17
Jenna could kick herself for letting Max catch her in the bedroom checking on the data drive. Now she had to explain what she was doing in the spare bedroom with a screwdriver.
She sighed. “We’ll talk about it on the way.”
The look he gave Jenna said they would indeed discuss it. “I’ll meet you outside,” she said.
She waited until the door closed behind him before she returned the tiny data drive she’d taken out of the wall socket, then she pressed tape across the plate so she’d know if anyone disturbed it.
Max was probably waiting on her at her SUV, and Jenna hurried to catch up with him. She entered the kitchen and gasped. Max was kneeling on one knee at her back door, examining her deadbolt. “You scared me. I thought you were outside.”
“I was checking your deadbolts.” He stood. “You ready?”
Jenna nodded and tried to decide just how much she was going to share as they walked to her SUV. It wasn’t that she didn’t want to tell him—she needed to tell someone. If the intruder had killed her today, no one would even know to look for the drive that had the blurry photos showing Phillip and Sebastian together.
Her mind buzzed. If ever an honest man lived, it was Max. He said he’d always had her back, but he’d been out of her life for several years now. She couldn’t turn on trust like it was a light switch. At least not until she had some answers. Jenna just didn’t know what the questions were.
“Let’s use my truck—I’m more familiar with it.” Max opened the passenger door, and she climbed in. Once they were on the road, she took a deep breath and released it.
“You okay?” he asked.
She nodded. “Why didn’t you call after you left Chattanooga? You kissed me and then walked out the door and ghosted me.”

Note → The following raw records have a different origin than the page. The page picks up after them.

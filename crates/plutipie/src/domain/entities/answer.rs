//! Answer Entity
//!
//! Result of one text-generation request. Failures are carried as data and
//! only turned into user-facing text when the answer is delivered.

use serde::Serialize;
use std::fmt;

/// Prefix shown to users when generation failed
pub const FAILURE_PREFIX: &str = "Sorry, I couldn't generate a response: ";

/// Outcome of asking the remote model a question
#[derive(Debug, Clone, PartialEq, Eq, Serialize)]
#[serde(tag = "status", content = "text", rename_all = "snake_case")]
pub enum Answer {
    /// Text returned by the model, verbatim
    Generated(String),
    /// Description of why generation failed
    Failed(String),
}

impl Answer {
    pub fn is_failure(&self) -> bool {
        matches!(self, Self::Failed(_))
    }

    /// Collapse into the text that is sent to the channel
    pub fn into_text(self) -> String {
        match self {
            Self::Generated(text) => text,
            Self::Failed(detail) => format!("{FAILURE_PREFIX}{detail}"),
        }
    }
}

impl fmt::Display for Answer {
    fn fmt(&self, f: &mut fmt::Formatter<'_>) -> fmt::Result {
        match self {
            Self::Generated(text) => f.write_str(text),
            Self::Failed(detail) => write!(f, "{FAILURE_PREFIX}{detail}"),
        }
    }
}
impl FetchLogView {
    fn new(log: &FetchLog, now: DateTime<Utc>) -> Self {
        Self {
            id: log.id,
            status: log.status.clone(),
            started: dashboard::relative_time(log.started_at, now),
            completed: log
                .completed_at
                .map(|at| dashboard::relative_time(at, now))
                .unwrap_or_else(|| "In progress".to_string()),
            articles_fetched: log.articles_fetched,
            articles_processed: log.articles_processed,
            errors: log.errors.clone().unwrap_or_default(),
        }
    }
}

pub struct SourceView {
    pub name: String,
    pub url: String,
    pub feed_url: String,
    pub category_label: String,
    pub color: &'static str,
    pub active: bool,
}

impl From<&Source> for SourceView {
    fn from(source: &Source) -> Self {
        Self {
            name: source.name.clone(),
            url: source.url.clone(),
            feed_url: source.feed_url.clone(),
            category_label: category_label(&source.category),
            color: category_color(&source.category),
            active: source.active,
        }
    }
}

fn published_relative(article: &Article, now: DateTime<Utc>) -> String {
    article
        .published_at
        .map(|at| dashboard::relative_time(at, now))
        .unwrap_or_else(|| "Unknown date".to_string())
}

fn article_count_label(count: usize) -> String {
    if count == 1 {
        "1 article".to_string()
    } else {
        format!("{count} articles")
    }
}

/// Link to the digest page for `date` with an optional category filter.
fn digest_href(date: Option<&str>, category: Option<Category>) -> String {
    let mut params = Vec::new();
    if let Some(date) = date {
        params.push(format!("date={date}"));
    }
    if let Some(category) = category {
        params.push(format!("category={}", category.key()));
    }
    if params.is_empty() {
        "/".to_string()
    } else {
        format!("/?{}", params.join("&"))
    }
}

// Wrapper for HTML responses
struct HtmlTemplate<T>(T);

impl<T: Template> IntoResponse for HtmlTemplate<T> {
    fn into_response(self) -> Response {
        match self.0.render() {
            Ok(html) => Html(html).into_response(),
            Err(err) => (
                StatusCode::INTERNAL_SERVER_ERROR,
                format!("Failed to render template: {}", err),
            )
                .into_response(),
        }
    }
}

// Custom error type
pub struct AppError(anyhow::Error);

impl IntoResponse for AppError {
    fn into_response(self) -> Response {
        let status = match self.0.downcast_ref::<ApiError>() {
            Some(ApiError::Status { status: 404, .. }) => StatusCode::NOT_FOUND,
            _ => StatusCode::INTERNAL_SERVER_ERROR,
        };
        (status, format!("Error: {}", self.0)).into_response()
    }
}

impl<E: Into<anyhow::Error>> From<E> for AppError {
    fn from(err: E) -> Self {
        AppError(err.into())
    }
}

#[derive(Deserialize)]
pub struct IndexQuery {
    pub date: Option<String>,
    pub category: Option<String>,
}

// Route handlers
pub async fn index(
    State(state): State<Arc<AppState>>,
    Query(query): Query<IndexQuery>,
) -> impl IntoResponse {
    let today = Local::now().date_naive();
    HtmlTemplate(build_index(&state, &query, today, Utc::now()).await)
}
//! Typed client for the digest backend REST API.
//!
//! One method per endpoint. Requests are sent once: there is no retry, no
//! timeout and no caching. Any non-2xx status fails the call with
//! [`ApiError::Status`].

use reqwest::{header, Client, Method, Url};
use serde::de::DeserializeOwned;
use tracing::{debug, error};

use crate::config::Config;
use crate::error::ApiError;
use crate::models::{
    Article, ArticleQuery, AvailableDates, CategoryArticles, DailyDigest, FetchLog,
    FetchTriggered, Newsletter, NewsletterTriggered, Source, Stats,
};

/// Where API calls are issued from, which decides the base URL.
#[derive(Debug, Clone, Copy, PartialEq, Eq)]
pub enum ExecutionContext {
    /// A browser talking to the dashboard origin.
    Browser,
    /// The dashboard server talking to the backend directly.
    Server,
}

/// Base URL for API calls made from `context`.
///
/// Browsers use the public override, or relative paths (an empty base) that go
/// through the `/api` proxy. The server uses the internal override or
/// `http://localhost:8000`.
pub fn resolve_base_url(context: ExecutionContext, config: &Config) -> String {
    match context {
        ExecutionContext::Browser => config.public_api_url.clone().unwrap_or_default(),
        ExecutionContext::Server => config.internal_api_url().to_string(),
    }
}

pub struct ApiClient {
    client: Client,
    base_url: String,
}

impl ApiClient {
    /// Creates a client for an absolute backend base URL.
    ///
    /// # Errors
    ///
    /// Returns [`ApiError::InvalidBaseUrl`] if `base_url` is not an absolute
    /// URL, or [`ApiError::Http`] if the HTTP client cannot be built.
    pub fn new(base_url: &str) -> Result<Self, ApiError> {
        let base_url = base_url.trim_end_matches('/');
        Url::parse(base_url).map_err(|e| ApiError::InvalidBaseUrl(format!("{base_url}: {e}")))?;

        let client = Client::builder()
            .user_agent("NewsDigest/1.0 (Dashboard)")
            .build()?;

        Ok(Self {
            client,
            base_url: base_url.to_string(),
        })
    }

    /// Creates the server-side client described by `config`.
    pub fn from_config(config: &Config) -> Result<Self, ApiError> {
        Self::new(&resolve_base_url(ExecutionContext::Server, config))
    }

    pub fn base_url(&self) -> &str {
        &self.base_url
    }

    async fn fetch_api<T: DeserializeOwned>(
        &self,
        method: Method,
        endpoint: &str,
        query: &[(&str, String)],
    ) -> Result<T, ApiError> {
        let result = self.send(method, endpoint, query).await;
        if let Err(e) = &result {
            error!("Failed to fetch {}: {}", endpoint, e);
        }
        result
    }

    async fn send<T: DeserializeOwned>(
        &self,
        method: Method,
        endpoint: &str,
        query: &[(&str, String)],
    ) -> Result<T, ApiError> {
        let url = format!("{}{}", self.base_url, endpoint);
        debug!("{} {}", method, url);

        let response = self
            .client
            .request(method, &url)
            .header(header::CONTENT_TYPE, "application/json")
            .query(query)
            .send()
            .await?;

        let status = response.status();
        if !status.is_success() {
            return Err(ApiError::Status {
                status: status.as_u16(),
                reason: status.canonical_reason().unwrap_or_default().to_string(),
            });
        }

        let bytes = response.bytes().await?;
        serde_json::from_slice(&bytes).map_err(|source| ApiError::Decode {
            endpoint: endpoint.to_string(),
            source,
        })
    }

    async fn get<T: DeserializeOwned>(&self, endpoint: &str) -> Result<T, ApiError> {
        self.fetch_api(Method::GET, endpoint, &[]).await
    }

    /// `GET /api/digest`, for `date` (`YYYY-MM-DD`) or the backend's today.
    pub async fn daily_digest(&self, date: Option<&str>) -> Result<DailyDigest, ApiError> {
        let query: Vec<(&str, String)> = date
            .filter(|d| !d.is_empty())
            .map(|d| ("target_date", d.to_string()))
            .into_iter()
            .collect();
        self.fetch_api(Method::GET, "/api/digest", &query).await
    }

    /// `GET /api/digest/dates`
    pub async fn available_dates(&self) -> Result<AvailableDates, ApiError> {
        self.get("/api/digest/dates").await
    }

    /// `GET /api/articles` with the filters set in `query`.
    pub async fn articles(&self, query: &ArticleQuery) -> Result<Vec<Article>, ApiError> {
        self.fetch_api(Method::GET, "/api/articles", &query.to_pairs())
            .await
    }

    /// `GET /api/articles/{id}`
    pub async fn article(&self, id: i64) -> Result<Article, ApiError> {
        self.get(&format!("/api/articles/{id}")).await
    }

    /// `GET /api/categories/{category}`, optionally limited to one featured date.
    pub async fn category_articles(
        &self,
        category: &str,
        featured_date: Option<&str>,
    ) -> Result<CategoryArticles, ApiError> {
        let query: Vec<(&str, String)> = featured_date
            .filter(|d| !d.is_empty())
            .map(|d| ("featured_date", d.to_string()))
            .into_iter()
            .collect();
        self.fetch_api(Method::GET, &format!("/api/categories/{category}"), &query)
            .await
    }

    /// `GET /api/stats`
    pub async fn stats(&self) -> Result<Stats, ApiError> {
        self.get("/api/stats").await
    }

    /// `POST /api/fetch/trigger`: start a backend ingestion run.
    pub async fn trigger_fetch(&self) -> Result<FetchTriggered, ApiError> {
        self.fetch_api(Method::POST, "/api/fetch/trigger", &[]).await
    }

    /// `GET /api/fetch/logs?limit=N`
    pub async fn fetch_logs(&self, limit: u32) -> Result<Vec<FetchLog>, ApiError> {
        self.fetch_api(
            Method::GET,
            "/api/fetch/logs",
            &[("limit", limit.to_string())],
        )
        .await
    }

    /// `GET /api/fetch/logs/{id}`
    pub async fn fetch_log(&self, id: i64) -> Result<FetchLog, ApiError> {
        self.get(&format!("/api/fetch/logs/{id}")).await
    }

    /// `GET /api/newsletter/latest`
    pub async fn latest_newsletter(&self) -> Result<Newsletter, ApiError> {
        self.get("/api/newsletter/latest").await
    }

    /// `POST /api/newsletter/trigger`: fetch the latest newsletter issue.
    pub async fn trigger_newsletter_fetch(&self) -> Result<NewsletterTriggered, ApiError> {
        self.fetch_api(Method::POST, "/api/newsletter/trigger", &[])
            .await
    }

    /// `GET /api/sources`
    pub async fn sources(&self) -> Result<Vec<Source>, ApiError> {
        self.get("/api/sources").await
    }
}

Max had been tapping the steering wheel, and he stilled. Then like her, he drew in a deep breath and slowly let it out. “I know, and like I told you yesterday, I’m really sorry about that.”
“Words are easy.” Especially for someone like Max, who could charm robbery suspects into confessing.

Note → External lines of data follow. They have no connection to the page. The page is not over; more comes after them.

#[derive(Debug, Clone, PartialEq, Serialize, Deserialize)]
pub struct Article {
    pub id: i64,
    pub title: String,
    pub url: String,
    pub category: String,
    #[serde(default)]
    pub summary: Option<String>,
    #[serde(default)]
    pub key_points: Option<Vec<String>>,
    #[serde(default)]
    pub ai_tags: Option<Vec<String>>,
    #[serde(default)]
    pub sentiment: Option<Sentiment>,
    #[serde(default)]
    pub relevance_score: Option<f64>,
    #[serde(default, with = "timestamp::option")]
    pub published_at: Option<DateTime<Utc>>,
    #[serde(default)]
    pub featured_date: Option<String>,
    #[serde(default)]
    pub source_name: Option<String>,
}

impl Article {
    pub fn category_kind(&self) -> Option<Category> {
        self.category.parse().ok()
    }
}

#[derive(Debug, Clone, PartialEq, Serialize, Deserialize)]
pub struct DailyDigest {
    pub date: String,
    pub categories: BTreeMap<String, Vec<Article>>,
    pub total_articles: u32,
}

impl DailyDigest {
    pub fn articles_for(&self, category: Category) -> &[Article] {
        self.categories
            .get(category.key())
            .map(Vec::as_slice)
            .unwrap_or_default()
    }

    /// Sum of the per-category article counts.
    ///
    /// The backend reports `total_articles` separately; the two are expected
    /// to agree but nothing here enforces it.
    pub fn counted_articles(&self) -> usize {
        self.categories.values().map(Vec::len).sum()
    }

    pub fn has_articles(&self) -> bool {
        self.total_articles > 0
    }
}

#[derive(Debug, Clone, PartialEq, Eq, Serialize, Deserialize)]
pub struct AvailableDates {
    pub dates: Vec<String>,
}

#[derive(Debug, Clone, PartialEq, Serialize, Deserialize)]
pub struct CategoryArticles {
    pub category: String,
    pub articles: Vec<Article>,
    pub total: u32,
}

#[derive(Debug, Clone, PartialEq, Eq, Serialize, Deserialize)]
pub struct LastFetch {
    pub status: String,
    #[serde(with = "timestamp")]
    pub started_at: DateTime<Utc>,
    pub articles_fetched: u32,
}

#[derive(Debug, Clone, PartialEq, Eq, Serialize, Deserialize)]
pub struct Stats {
    pub total_articles: u32,
    pub processed_articles: u32,
    pub articles_by_category: BTreeMap<String, u32>,
    pub total_sources: u32,
    pub active_sources: u32,
    #[serde(default)]
    pub last_fetch: Option<LastFetch>,
    #[serde(default)]
    pub categories: Vec<String>,
    pub fetch_interval_hours: u32,
}

#[derive(Debug, Clone, PartialEq, Eq, Serialize, Deserialize)]
pub struct FetchLog {
    pub id: i64,
    #[serde(with = "timestamp")]
    pub started_at: DateTime<Utc>,
    #[serde(default, with = "timestamp::option")]
    pub completed_at: Option<DateTime<Utc>>,
    pub status: String,
    pub articles_fetched: u32,
    pub articles_processed: u32,
    #[serde(default)]
    pub errors: Option<Vec<String>>,
}

#[derive(Debug, Clone, PartialEq, Eq, Serialize, Deserialize)]
pub struct Newsletter {
    pub id: i64,
    pub title: String,
    pub url: String,
    #[serde(default)]
    pub content: Option<String>,
    #[serde(default, with = "timestamp::option")]
    pub published_at: Option<DateTime<Utc>>,
    #[serde(with = "timestamp")]
    pub fetched_at: DateTime<Utc>,
    #[serde(default)]
    pub executive_summary: Option<String>,
    pub processed: bool,
}

#[derive(Debug, Clone, PartialEq, Eq, Serialize, Deserialize)]
pub struct Source {
    pub id: i64,
    pub name: String,
    pub url: String,
    pub feed_url: String,
    pub category: String,
    pub active: bool,
    #[serde(with = "timestamp")]
    pub created_at: DateTime<Utc>,
    #[serde(default, with = "timestamp::option")]
    pub updated_at: Option<DateTime<Utc>>,
}

#[derive(Debug, Clone, PartialEq, Eq, Serialize, Deserialize)]
pub struct FetchTriggered {
    pub message: String,
    pub log_id: i64,
    pub status: String,
}

#[derive(Debug, Clone, PartialEq, Eq, Serialize, Deserialize)]
pub struct NewsletterTriggered {
    pub message: String,
    #[serde(default)]
    pub newsletter_id: Option<i64>,
    pub status: String,
}

/// Filters for `GET /api/articles`. Unset fields are left out of the query.
#[derive(Debug, Clone, Default, PartialEq, Eq, Serialize, Deserialize)]
pub struct ArticleQuery {
    pub category: Option<String>,
    pub featured_date: Option<String>,
    pub limit: Option<u32>,
    pub offset: Option<u32>,
}

impl ArticleQuery {
    pub fn to_pairs(&self) -> Vec<(&'static str, String)> {
        let mut pairs = Vec::new();
        if let Some(category) = self.category.as_deref().filter(|c| !c.is_empty()) {
            pairs.push(("category", category.to_string()));
        }
        if let Some(date) = self.featured_date.as_deref().filter(|d| !d.is_empty()) {
            pairs.push(("featured_date", date.to_string()));
        }
        // Zero is treated as unset, like an absent value.
        if let Some(limit) = self.limit.filter(|l| *l > 0) {
            pairs.push(("limit", limit.to_string()));
        }
        if let Some(offset) = self.offset.filter(|o| *o > 0) {
            pairs.push(("offset", offset.to_string()));
        }
        pairs
    }
}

He took his gaze off the road for a second and turned his head toward her. “Truth?”
She nodded.
He returned his gaze to the road. “I was in a bad place when I left Chattanooga. Shannon had done a number on me ...” He tapped the steering wheel again. “Time to man up,” he said and sat up straighter. “I really have no excuse for the way I hurt you.”
Quiet settled between them. He broke it first. “Are you open to letting me make amends?”
Jenna took her time answering. He seemed truly sorry, but his silence had hurt. “We’ll see. It really hurt when I didn’t hear from you after I was shot. I thought maybe you believed the rumors.”
“I never heard them.” Neither of them spoke for a couple of miles, then Max said, “For the record, I don’t understand why you were relegated to a desk job after the psychologist released you. You were too good of a cop for that.”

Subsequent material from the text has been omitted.